Carrill vint avec sa harpe : les sons de cette harpe étaient légers comme le mouvement des ombres glissant dans un air pur sur les rivages de Lara. Coulez en silence, ruisseaux de la nuit, que nous entendions la chanson du barde.

« Au bord des torrents de Lara se penche un chêne qui laisse tomber de ses feuilles, sur le courant d’eau, les pleurs de la rosée. Là, on voit errer deux ombres lorsque le soleil illumine la plaine et que le silence est dans Morven : l’une est ton ombre, vénérable Uval ; l’autre est celle de ta fille, la belle chasseresse. Les jeunes guerriers de Lara poursuivaient les chevreuils ; ils célébraient la fête dans la cabane lointaine du désert. Colgar les découvrit, et parut subitement à Lara comme le torrent qui fond du haut d’une montagne, quand l’ondée est encore sur les hauts sommets, et n’a point descendu dans la vallée. — Fille d’Uval, dit Colgar, il te faut me suivre ; j’enchaînerai ici ton père, car il frapperait sur le bouclier, et les jeunes guerriers pourraient entendre le son dans la solitude. »

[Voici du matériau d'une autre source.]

//! Starts the workers of one run, joins them and aggregates their statistics.

use std::{io, thread};

use crate::{
    buffer::SharedBuffer,
    config::Config,
    consumer::Consumer,
    error::{RunError, RunResult},
    matrix::MatrixSource,
    producer::Producer,
    sink::PairSink,
    stats::RunSummary,
};

#[cfg(feature = "profiler")]
use crate::timer::Timer;

/// Runs `config.workers` producers and as many consumers around one shared
/// buffer until `config.matrices` matrices have been produced and drained.
///
/// Consumers are started first. A worker thread that fails to start is
/// logged and left out; a producer that never started is retired on its
/// behalf so consumers can still terminate. If no consumer starts at all,
/// no producer is started and [`RunError::NoConsumers`] is returned.
///
/// A worker that panics fails the run with [`RunError::WorkerPanicked`]
/// once every other worker has been joined. If the producers that did run
/// retire short of the quota, the run fails with [`RunError::QuotaMissed`].
pub fn run(
    config: &Config,
    source: &dyn MatrixSource,
    sink: &dyn PairSink,
) -> RunResult<RunSummary> {
    run_gated(config, source, sink, &|_, _| Ok(()))
}

/// Which pool a worker thread belongs to.
#[derive(Debug, Clone, Copy, PartialEq, Eq)]
pub(crate) enum Role {
    Producer,
    Consumer,
}

/// [`run`], with `gate` consulted before each worker thread is spawned. An
/// error from `gate` is handled exactly like a failed spawn.
pub(crate) fn run_gated(
    config: &Config,
    source: &dyn MatrixSource,
    sink: &dyn PairSink,
    gate: &dyn Fn(Role, usize) -> io::Result<()>,
) -> RunResult<RunSummary> {
    config.validate()?;

    let shared = SharedBuffer::new(config.buffer_size, config.matrices, config.workers);

    #[cfg(feature = "profiler")]
    let timer = Timer::new(config.workers, config.workers);

    log::debug!(
        "starting {} producer/consumer pair(s), buffer size {}, {} matrices, mode {}",
        config.workers,
        config.buffer_size,
        config.matrices,
        config.mode.selector()
    );

    #[allow(unused_mut)]
    let mut summary = thread::scope(|scope| -> RunResult<RunSummary> {
        let shared = &shared;
        #[cfg(feature = "profiler")]
        let timer = &timer;

        let mut consumers = Vec::with_capacity(config.workers);
        for id in 0..config.workers {
            let consumer = Consumer::new(shared, sink);
            #[cfg(feature = "profiler")]
            let consumer = consumer.with_timer(timer, timer.consumer_slot(id));

            let spawned = gate(Role::Consumer, id).and_then(|()| {
                thread::Builder::new()
                    .name(format!("consumer-{}", id))
                    .spawn_scoped(scope, move || consumer.run())
            });
            match spawned {
                Ok(handle) => {
                    log::debug!("started consumer {}", id);
                    consumers.push(handle);
                }
                Err(e) => log::error!("failed to start consumer {}: {}", id, e),
            }
        }

        if consumers.is_empty() && config.workers > 0 {
            return Err(RunError::NoConsumers);
        }

        let mut producers = Vec::with_capacity(config.workers);
        for id in 0..config.workers {
            let producer = Producer::new(shared, source);
            #[cfg(feature = "profiler")]
            let producer = producer.with_timer(timer, timer.producer_slot(id));

            let spawned = gate(Role::Producer, id).and_then(|()| {
                thread::Builder::new()
                    .name(format!("producer-{}", id))
                    .spawn_scoped(scope, move || producer.run())
            });
            match spawned {
                Ok(handle) => {
                    log::debug!("started producer {}", id);
                    producers.push(handle);
                }
                Err(e) => {
                    log::error!("failed to start producer {}: {}", id, e);
                    shared.producer_finished();
                }
            }
        }

        let mut summary = RunSummary::default();
        let (mut producers_panicked, mut consumers_panicked) = (0, 0);
        for handle in producers {
            let name = handle.thread().name().unwrap_or("producer").to_owned();
            match handle.join() {
                Ok(stats) => {
                    summary.produced += stats;
                    summary.producers += 1;
                }
                Err(_) => {
                    log::error!("{} panicked, its statistics are lost", name);
                    producers_panicked += 1;
                }
            }
        }
        for handle in consumers {
            let name = handle.thread().name().unwrap_or("consumer").to_owned();
            match handle.join() {
                Ok(stats) => {
                    summary.consumed += stats;
                    summary.consumers += 1;
                }
                Err(_) => {
                    log::error!("{} panicked, its statistics are lost", name);
                    consumers_panicked += 1;
                }
            }
        }

        if producers_panicked > 0 || consumers_panicked > 0 {
            return Err(RunError::WorkerPanicked {
                producers: producers_panicked,
                consumers: consumers_panicked,
            });
        }
        check_quota(config, &summary)?;

        Ok(summary)
    })?;

    #[cfg(feature = "profiler")]
    {
        timer.finalize();
        summary.timing = Some(timer.get_timing_stats());
    }

    let snapshot = shared.snapshot();
    log::debug!(
        "run complete: produced {} (sum {}), consumed {} (sum {}), multiplied {}, buffer peak {}/{}",
        summary.produced.matrices,
        summary.produced.sum,
        summary.consumed.matrices,
        summary.consumed.sum,
        summary.multiplied(),
        snapshot.peak,
        snapshot.capacity
    );

    Ok(summary)
}

/// Every run with workers must produce exactly the configured quota, even
/// when some producers never started.
pub(crate) fn check_quota(config: &Config, summary: &RunSummary) -> RunResult<()> {
    if config.workers > 0 && summary.produced.matrices != config.matrices {
        return Err(RunError::QuotaMissed {
            produced: summary.produced.matrices,
            quota: config.matrices,
        });
    }
    Ok(())
}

« Colgar, je ne t’aime pas, dit la fille d’Uval ; laisse-moi avec mon père : ses yeux sont tristes, ses cheveux blanchis. »

« Colgar est sourd à la prière ; la fille d’Uval est obligée de le suivre, mais ses pas sont tardifs. Un chevreuil bondit auprès de Colgar ; ses flancs bruns se montrent à travers les vertes bruyères. — Colgar, dit la fille d’Uval, prête-moi ton arc : j’ai appris à percer le chevreuil. Colgar crut la beauté déjà consolée, et, plein d’amour, il donne son arc. La fille d’Uval tend la corde, la flèche part, Colgar tombe. La fille d’Uval retourna à Lara : l’âme de son père fut réjouie. Le soir de la vie d’Uval se prolongea ; il fut comme le coucher du soleil sur la montagne des sources limpides ; les derniers jours d’Uval tombèrent comme les feuilles d’automne dans la vallée silencieuse. Les années de la fille d’Uval furent nombreuses ; quand elle s’éteignit, elle dormit en paix avec son père. »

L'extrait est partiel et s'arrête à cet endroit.